Tracing the amazing rise of James Faulkner

Tracing the amazing rise of James Faulkner

Tags: Australia, James Peter Faulkner

Published on: Jan 19, 2014

When James Faulkner made his international debut in February last year, he was primarily seen as a left-arm pace bowler, who had the ability to take wickets, and had demonstrated the same for Rajasthan Royals in the IPL as well as for his domestic side Tasmania.

When James Faulkner made his international debut in February last year, he was primarily seen as a left-arm pace bowler, who had the ability to take wickets, and had demonstrated the same for Rajasthan Royals in the IPL as well as for his domestic side Tasmania. But, over the last year he has proved that there is more to him than just his handy left-arm seam bowling. In fact, more than his bowling, it has been his batting that has stood out, and his performances with the willow have been nothing short of sensational.
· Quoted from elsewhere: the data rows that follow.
//! Bearer token issued by the client-credentials exchange.

use crate::error::AuthError;
use chrono::{DateTime, Utc};
use serde::{Deserialize, Serialize};
use serde_json::Value;

/// Short-lived credential attached to every query.
///
/// Serializes to the same shape the token endpoint returns, so a saved token
/// can be handed to a later client.
#[derive(Debug, Clone, PartialEq, Serialize, Deserialize)]
pub struct BearerToken {
    #[serde(rename = "access_token")]
    pub token: String,
    #[serde(default = "default_token_type")]
    pub token_type: String,
    #[serde(default)]
    pub expires_in: Option<u64>,
    #[serde(rename = ".issued", with = "http_date")]
    pub issued_at: DateTime<Utc>,
    #[serde(rename = ".expires", with = "http_date")]
    pub expires_at: DateTime<Utc>,
}

fn default_token_type() -> String {
    "bearer".to_string()
}

impl BearerToken {
    /// Parses the token endpoint's JSON answer.
    pub fn from_response(body: &Value) -> Result<Self, AuthError> {
        if body.get("access_token").and_then(Value::as_str).is_none() {
            let reason = body
                .get("error_description")
                .or_else(|| body.get("error"))
                .and_then(Value::as_str)
                .unwrap_or("no access_token in response");
            return Err(AuthError::Rejected(reason.to_string()));
        }

        serde_json::from_value(body.clone()).map_err(|e| AuthError::InvalidToken(e.to_string()))
    }

    /// Returns true once the expiry time has been reached.
    pub fn is_expired(&self) -> bool {
        self.is_expired_at(Utc::now())
    }

    pub fn is_expired_at(&self, now: DateTime<Utc>) -> bool {
        now >= self.expires_at
    }
}

/// Token validity as seen by a client at the moment of the check.
#[derive(Debug, Clone, Copy, PartialEq, Eq)]
pub enum TokenState {
    Unauthenticated,
    Valid,
    Expired,
}

impl TokenState {
    pub fn of(token: Option<&BearerToken>) -> Self {
        match token {
            None => TokenState::Unauthenticated,
            Some(t) if t.is_expired() => TokenState::Expired,
            Some(_) => TokenState::Valid,
        }
    }
}

/// Dates on the token endpoint use the HTTP date format (RFC 2822); RFC 3339
/// is accepted too.
mod http_date {
    use chrono::{DateTime, Utc};
    use serde::{de, Deserialize, Deserializer, Serializer};

    pub fn serialize<S: Serializer>(date: &DateTime<Utc>, serializer: S) -> Result<S::Ok, S::Error> {
        serializer.serialize_str(&date.format("%a, %d %b %Y %H:%M:%S GMT").to_string())
    }

    pub fn deserialize<'de, D: Deserializer<'de>>(deserializer: D) -> Result<DateTime<Utc>, D::Error> {
        let text = String::deserialize(deserializer)?;
        parse(&text).ok_or_else(|| de::Error::custom(format!("unrecognized date: {}", text)))
    }

    pub fn parse(text: &str) -> Option<DateTime<Utc>> {
        DateTime::parse_from_rfc2822(text)
            .or_else(|_| DateTime::parse_from_rfc3339(text))
            .ok()
            .map(|date| date.with_timezone(&Utc))
    }
}
//! TCGplayer REST API client.
//!
//! Responses are dynamic [`Record`]s. Listing responses page transparently
//! through [`ApiResponse::items`], id-list endpoints are split into batches
//! and merged, and an expired bearer token is renewed once per query.

pub mod batch;
pub mod client;
pub mod manifest;
pub mod pricing;
pub mod record;
pub mod response;
pub mod token;
pub mod transport;

#[cfg(test)]
pub(crate) mod testing;

pub use batch::{batch_and_merge, IdList, MergeResults, DEFAULT_BATCH_SIZE};
pub use client::{QueryOptions, TcgClient};
pub use manifest::Manifest;
pub use pricing::{group_prices, ProductPrice, ProductPriceList};
pub use record::{Field, Record};
pub use response::{ApiResponse, Pages, QueryContext, DEFAULT_PAGE_LIMIT};
pub use token::{BearerToken, TokenState};
pub use transport::{HttpTransport, Params, Transport};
Faulkner’s smashing innings in the second ODI at Brisbane when everything seemed lost was an exhibition of his amazing talent and also his self-confidence. With plenty of runs to get, and only one wicket in hand, no one gave the Aussies the chance, but Faulkner had another ideas, and batted in unbelievable fashion to take the hosts to a victory that was nothing short of miraculous. In the preview to the second ODI, it was mentioned that England needed to believe in themselves to win. They did exude some confidence, but as soon as Faulkner began his dominance, England cowed down from a winning position.
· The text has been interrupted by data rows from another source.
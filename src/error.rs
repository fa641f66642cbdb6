//! Error types for the API client.
//!
//! API-level rejections are not errors: they arrive as `success == false` and
//! a non-empty `errors` list on an otherwise well-formed response.

use thiserror::Error;

/// Failure below the query layer: network, HTTP status, or body decoding.
#[derive(Debug, Error)]
pub enum TransportError {
    /// The request could not be sent or the body could not be read.
    #[error("request failed: {0}")]
    Request(String),

    /// The server answered with a non-success status and no API envelope.
    #[error("request failed with status {status}: {body}")]
    Status { status: u16, body: String },

    /// The response body was not valid JSON.
    #[error("failed to decode response body: {0}")]
    Decode(String),
}

/// Failure while exchanging client credentials for a bearer token.
#[derive(Debug, Error)]
pub enum AuthError {
    /// Neither the call nor the client configuration supplied both keys.
    #[error("missing API credentials: set a public and private key")]
    MissingCredentials,

    /// The token endpoint refused the credentials.
    #[error("token request rejected: {0}")]
    Rejected(String),

    /// The token endpoint answered with a token we cannot use.
    #[error("invalid bearer token: {0}")]
    InvalidToken(String),

    #[error("token request failed: {0}")]
    Transport(#[from] TransportError),
}

/// Errors returned by client operations.
#[derive(Debug, Error)]
pub enum Error {
    #[error(transparent)]
    Transport(#[from] TransportError),

    #[error(transparent)]
    Auth(#[from] AuthError),
}

/// Result alias used throughout the library.
pub type Result<T> = std::result::Result<T, Error>;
The impressive aspect of Faulkner is that his sensational effort at Brisbane was not the first time he had pulled off the incredible for the Aussies. No one would forget that a few months back in India, he blasted an unbeaten 64 from 29 balls to take Australia to victory literally from thin air. This was the same game in which he famously hit Ishant Sharma for 30 runs in an over. Only a couple of games later, Faulkner put together another incredible innings. Although it was in a losing cause, his 116 form 73 balls at Bangalore was a classy knock.
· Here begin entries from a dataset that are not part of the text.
//! HTTP transport for API requests using wreq.

use crate::error::TransportError;
use async_trait::async_trait;
use serde_json::{Map, Value};
use std::fmt;
use std::time::Duration;
use tracing::debug;
use wreq::Client;

/// Request parameters as sent to the API.
pub type Params = Map<String, Value>;

#[derive(Debug, Clone, Copy, PartialEq, Eq)]
pub enum Method {
    Get,
    Post,
}

impl fmt::Display for Method {
    fn fmt(&self, f: &mut fmt::Formatter<'_>) -> fmt::Result {
        match self {
            Method::Get => write!(f, "GET"),
            Method::Post => write!(f, "POST"),
        }
    }
}

/// Where the request parameters travel.
#[derive(Debug, Clone, PartialEq)]
pub enum Body {
    /// Encoded into the URL query string.
    Query(Params),
    /// Sent as a JSON document.
    Json(Params),
    /// Sent as `application/x-www-form-urlencoded`.
    Form(Vec<(String, String)>),
}

/// A fully described request, ready for a [`Transport`].
#[derive(Debug, Clone, PartialEq)]
pub struct HttpRequest {
    pub method: Method,
    pub url: String,
    pub auth_token: Option<String>,
    pub user_agent: String,
    pub body: Body,
}

/// Decoded response: status plus parsed JSON body.
#[derive(Debug, Clone, PartialEq)]
pub struct RawResponse {
    pub status: u16,
    pub body: Value,
}

/// Trait for sending API requests - enables mocking for tests.
#[async_trait]
pub trait Transport: Send + Sync {
    /// Sends the request and returns the decoded JSON response.
    async fn send(&self, request: HttpRequest) -> Result<RawResponse, TransportError>;
}

/// Production transport backed by a wreq client.
pub struct HttpTransport {
    client: Client,
}

impl HttpTransport {
    /// Creates a transport with the given request timeout and optional proxy
    /// (e.g. `socks5://host:port`).
    pub fn new(timeout: Duration, proxy: Option<&str>) -> Result<Self, TransportError> {
        let mut builder = Client::builder()
            .gzip(true)
            .brotli(true)
            .timeout(timeout)
            .connect_timeout(Duration::from_secs(10));

        if let Some(proxy_url) = proxy {
            debug!("Configuring proxy: {}", proxy_url);
            let proxy = wreq::Proxy::all(proxy_url)
                .map_err(|e| TransportError::Request(format!("invalid proxy: {}", e)))?;
            builder = builder.proxy(proxy);
        }

        let client = builder.build().map_err(|e| TransportError::Request(e.to_string()))?;

        Ok(Self { client })
    }
}

#[async_trait]
impl Transport for HttpTransport {
    async fn send(&self, request: HttpRequest) -> Result<RawResponse, TransportError> {
        let url = match &request.body {
            Body::Query(params) if !params.is_empty() => {
                format!("{}?{}", request.url, encode_query(params))
            }
            _ => request.url.clone(),
        };

        debug!("{} {}", request.method, url);

        let mut builder = match request.method {
            Method::Get => self.client.get(&url),
            Method::Post => self.client.post(&url),
        };

        builder = builder
            .header("Accept", "application/json")
            .header("User-Agent", request.user_agent.as_str());

        if let Some(token) = &request.auth_token {
            builder = builder.header("Authorization", format!("bearer {}", token));
        }

        builder = match request.body {
            Body::Query(_) => builder,
            Body::Json(params) => {
                let json = serde_json::to_string(&params)
                    .map_err(|e| TransportError::Request(e.to_string()))?;
                builder.header("Content-Type", "application/json").body(json)
            }
            Body::Form(fields) => builder
                .header("Content-Type", "application/x-www-form-urlencoded")
                .body(encode_form(&fields)),
        };

        let response =
            builder.send().await.map_err(|e| TransportError::Request(e.to_string()))?;

        let status = response.status().as_u16();
        debug!("Response status: {}", status);

        let text = response.text().await.map_err(|e| TransportError::Request(e.to_string()))?;

        decode_response(status, &text)
    }
}

/// Applies the status policy: 2xx bodies must be JSON; non-2xx bodies are
/// returned only when they carry the API's `errors` envelope.
fn decode_response(status: u16, text: &str) -> Result<RawResponse, TransportError> {
    let parsed: Result<Value, _> = serde_json::from_str(text);

    if (200..300).contains(&status) {
        let body = parsed.map_err(|e| TransportError::Decode(e.to_string()))?;
        return Ok(RawResponse { status, body });
    }

    match parsed {
        Ok(body) if body.get("errors").is_some_and(Value::is_array) => {
            Ok(RawResponse { status, body })
        }
        _ => Err(TransportError::Status { status, body: text.to_string() }),
    }
}

/// Encodes parameters as a query string. Arrays are comma-joined and objects
/// are sent as compact JSON.
pub fn encode_query(params: &Params) -> String {
    params
        .iter()
        .filter(|(_, value)| !value.is_null())
        .map(|(key, value)| {
            format!("{}={}", urlencoding::encode(key), urlencoding::encode(&param_text(value)))
        })
        .collect::<Vec<_>>()
        .join("&")
}

fn encode_form(fields: &[(String, String)]) -> String {
    fields
        .iter()
        .map(|(key, value)| format!("{}={}", urlencoding::encode(key), urlencoding::encode(value)))
        .collect::<Vec<_>>()
        .join("&")
}

fn param_text(value: &Value) -> String {
    match value {
        Value::String(s) => s.clone(),
        Value::Array(items) => items.iter().map(param_text).collect::<Vec<_>>().join(","),
        other => other.to_string(),
    }
}

#[cfg(test)]
mod tests {
    use super::*;
    use serde_json::json;
    use wiremock::matchers::{body_json, body_string, header, method, path, query_param};
    use wiremock::{Mock, MockServer, ResponseTemplate};

    fn transport() -> HttpTransport {
        HttpTransport::new(Duration::from_secs(5), None).unwrap()
    }

    fn request(method: Method, url: String, body: Body) -> HttpRequest {
        HttpRequest {
            method,
            url,
            auth_token: Some("tok".to_string()),
            user_agent: "tcg-client-test".to_string(),
            body,
        }
    }

    fn params(value: Value) -> Params {
        value.as_object().cloned().unwrap()
    }

    #[test]
    fn test_encode_query() {
        let encoded = encode_query(&params(json!({
            "limit": 10,
            "sortOrder": "name asc",
            "ids": [1, 2],
            "skip": null,
            "flag": true
        })));
        assert_eq!(encoded, "flag=true&ids=1%2C2&limit=10&sortOrder=name%20asc");
    }

    #[test]
    fn test_decode_success() {
        let raw = decode_response(200, r#"{"success":true}"#).unwrap();
        assert_eq!(raw.body, json!({ "success": true }));
    }

    #[test]
    fn test_decode_error_envelope() {
        let raw = decode_response(401, r#"{"success":false,"errors":["No bearer token"]}"#).unwrap();
        assert_eq!(raw.status, 401);
        assert_eq!(raw.body["errors"][0], "No bearer token");
    }

    #[test]
    fn test_decode_failures() {
        assert!(matches!(decode_response(200, "<html>"), Err(TransportError::Decode(_))));
        assert!(matches!(
            decode_response(500, "oops"),
            Err(TransportError::Status { status: 500, .. })
        ));
        assert!(matches!(
            decode_response(404, r#"{"message":"not found"}"#),
            Err(TransportError::Status { status: 404, .. })
        ));
    }

    #[tokio::test]
    async fn test_get_with_query_and_auth() {
        let mock_server = MockServer::start().await;

        Mock::given(method("GET"))
            .and(path("/catalog/categories"))
            .and(query_param("limit", "5"))
            .and(header("Authorization", "bearer tok"))
            .and(header("User-Agent", "tcg-client-test"))
            .respond_with(ResponseTemplate::new(200).set_body_json(json!({ "success": true })))
            .mount(&mock_server)
            .await;

        let req = request(
            Method::Get,
            format!("{}/catalog/categories", mock_server.uri()),
            Body::Query(params(json!({ "limit": 5 }))),
        );
        let raw = transport().send(req).await.unwrap();
        assert_eq!(raw.status, 200);
        assert_eq!(raw.body["success"], true);
    }

    #[tokio::test]
    async fn test_post_json() {
        let mock_server = MockServer::start().await;

        Mock::given(method("POST"))
            .and(path("/catalog/categories/3/search"))
            .and(body_json(json!({ "sort": "ProductName ASC", "limit": 10 })))
            .respond_with(ResponseTemplate::new(200).set_body_json(json!({ "results": [1] })))
            .mount(&mock_server)
            .await;

        let req = request(
            Method::Post,
            format!("{}/catalog/categories/3/search", mock_server.uri()),
            Body::Json(params(json!({ "sort": "ProductName ASC", "limit": 10 }))),
        );
        let raw = transport().send(req).await.unwrap();
        assert_eq!(raw.body["results"], json!([1]));
    }

    #[tokio::test]
    async fn test_post_form() {
        let mock_server = MockServer::start().await;

        Mock::given(method("POST"))
            .and(path("/token"))
            .and(body_string("grant_type=client_credentials&client_id=pub"))
            .respond_with(ResponseTemplate::new(200).set_body_json(json!({ "access_token": "x" })))
            .mount(&mock_server)
            .await;

        let mut req = request(
            Method::Post,
            format!("{}/token", mock_server.uri()),
            Body::Form(vec![
                ("grant_type".to_string(), "client_credentials".to_string()),
                ("client_id".to_string(), "pub".to_string()),
            ]),
        );
        req.auth_token = None;
        let raw = transport().send(req).await.unwrap();
        assert_eq!(raw.body["access_token"], "x");
    }

    #[tokio::test]
    async fn test_http_error_500() {
        let mock_server = MockServer::start().await;

        Mock::given(method("GET"))
            .and(path("/pricing/product/1"))
            .respond_with(ResponseTemplate::new(500).set_body_string("boom"))
            .mount(&mock_server)
            .await;

        let req = request(
            Method::Get,
            format!("{}/pricing/product/1", mock_server.uri()),
            Body::Query(Params::new()),
        );
        let err = transport().send(req).await.unwrap_err();
        assert!(err.to_string().contains("500"));
    }

    #[tokio::test]
    async fn test_connection_refused() {
        let req = request(
            Method::Get,
            "http://127.0.0.1:1/unreachable".to_string(),
            Body::Query(Params::new()),
        );
        let err = transport().send(req).await.unwrap_err();
        assert!(matches!(err, TransportError::Request(_)));
    }
}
Of course, the innings at Brisbane was the best of them all considering the circumstances. Australia were 244 for 9 in the 44th over chasing 301 when Mitchell Johnson fell. Neither did Australia have wickets in hand not did they have too many balls to get the amount of runs needed to win. Even with everything going against him, Faulkner showed the tenacity to pull Australia through in what will go down as one of the greatest one-day heists witnessed in modern times. Australia would hope that many such efforts would follow from Faulkner.

While Faulkner featured in only 21 one-dayers, he already has an impressive record, 477 runs at an average of 53 with one hundred and three fifties. The left-hander also has an amazing strike rate of 120. So brilliant has Faulkner been with the ball that we tend to forget the fact that he was actually chosen in the team as a bowler. His record as a pace bowler isn’t bad either – 28 wickets from 21 matches averaging 33.6 with a best of 4/48. His economy rate of under 6 is also acceptable. But, it is as a dashing lower order bat that he has made a serious impression.